The original recipe asked for either a leg of mutton or of lamb – if you are to use lamb as I did, get hold of a real free-range one, otherwise it won’t stand up to the boiling.

Trim the leg of any large amounts of fat if it hasn’t been already and place the leg in a large pot with enough water to cover it. Add stock vegetables – 3 quartered carrots, 2 quartered parsnips, one quartered turnip and three whole onions (all peeled) – plus a very good seasoning with salt and pepper. Bring to the boil and turn down to a very low simmer and leave for 2 to 2 ½ hours depending upon size. Don’t dare to throw the stock away – use it make the caper sauce and with the leftovers, a soup (I did lamb and mint soup).

Whilst it is cooking you need to make a turnip puree as an accompaniment – also traditionally Victorian. Peel and slice 3 pounds of turnips and boil them in salted water until tender. Puree them in a blender, return to the pan and then whisk an ounce of butter into them. Next mix ¼ pint of double cream with a level tablespoon of flour and whisk this into the sauce. Cook the sauce until it thickens up slightly.

When the meat is cooked, remove it from the water, place it on a serving dish flat-side down and make a paper ruff (yes, a paper ruff!) to fasten around the shank for decoration. Spoon the turnip puree around the outside and scatter the quartered carrots over the puree.

Loving the ruff!
Serve it with caper sauce that has been made using the stock from the lamb.

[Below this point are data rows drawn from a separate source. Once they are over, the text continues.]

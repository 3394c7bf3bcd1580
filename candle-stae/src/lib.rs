pub mod candle_aux_layers;
pub mod candle_batch_norm;
pub mod candle_checkpoint;
pub mod candle_conv_lstm;
pub mod candle_data_loader;
pub mod candle_experiment;
pub mod candle_inference;
pub mod candle_loss_functions;
pub mod candle_model_config;
pub mod candle_model_traits;
pub mod candle_optimizer;
pub mod candle_param_store;
pub mod candle_scoring;
pub mod candle_spatial_decoder;
pub mod candle_spatial_encoder;
pub mod candle_temporal_stack;

pub use candle_core;
pub use candle_nn;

For the sauce melt ½ an ounce of butter in a small saucepan and stir in a tablespoon of flour. Cook and stir for a few seconds before adding ¾ pint of the lamb or mutton stock (or indeed fish) bit by bit to avoid getting lumps. Simmer until it is the thickness of single cream. Season with salt and pepper and add an egg yolk that has been beaten with 2 tablespoons of cream and stir for a minute or two. Lastly add a generous tablespoon of drained and rinsed capers and ½ a tablespoon of chopped parsley. Serve immediately, says Griggers.

Sorry about the shite picture!

FYI: If you are looking for an alternative to capers – the flower bud of an Asian shrub, you can try using the buds of nasturtium, buttercup or marigold. I’ll stick to the original, though I think.

#143 Boiled Leg of Mutton (or Lamb) with (#144) Caper Sauce – 7.5/10. I really enjoyed this meal. It was so easy to cook, you could not go wrong with it, even if you’ve never cooked anything before in your life. The lamb was tasty and moist and not fatty as most of it had dissolved into the stock – I’m definitely going back to Bowland for my meat. The turnip puree was rather odd – unsurprisingly, it was quite bland and I suppose they were the bland carb element. I would’ve preferred mashed potato though. It’s very hard to mark the caper sauce separately as it is part of the dish. I really liked it – it was piquant and married with the lamb perfectly. The only way it could have been improved would be to chop the capers up first so that the sauce was very capery indeed!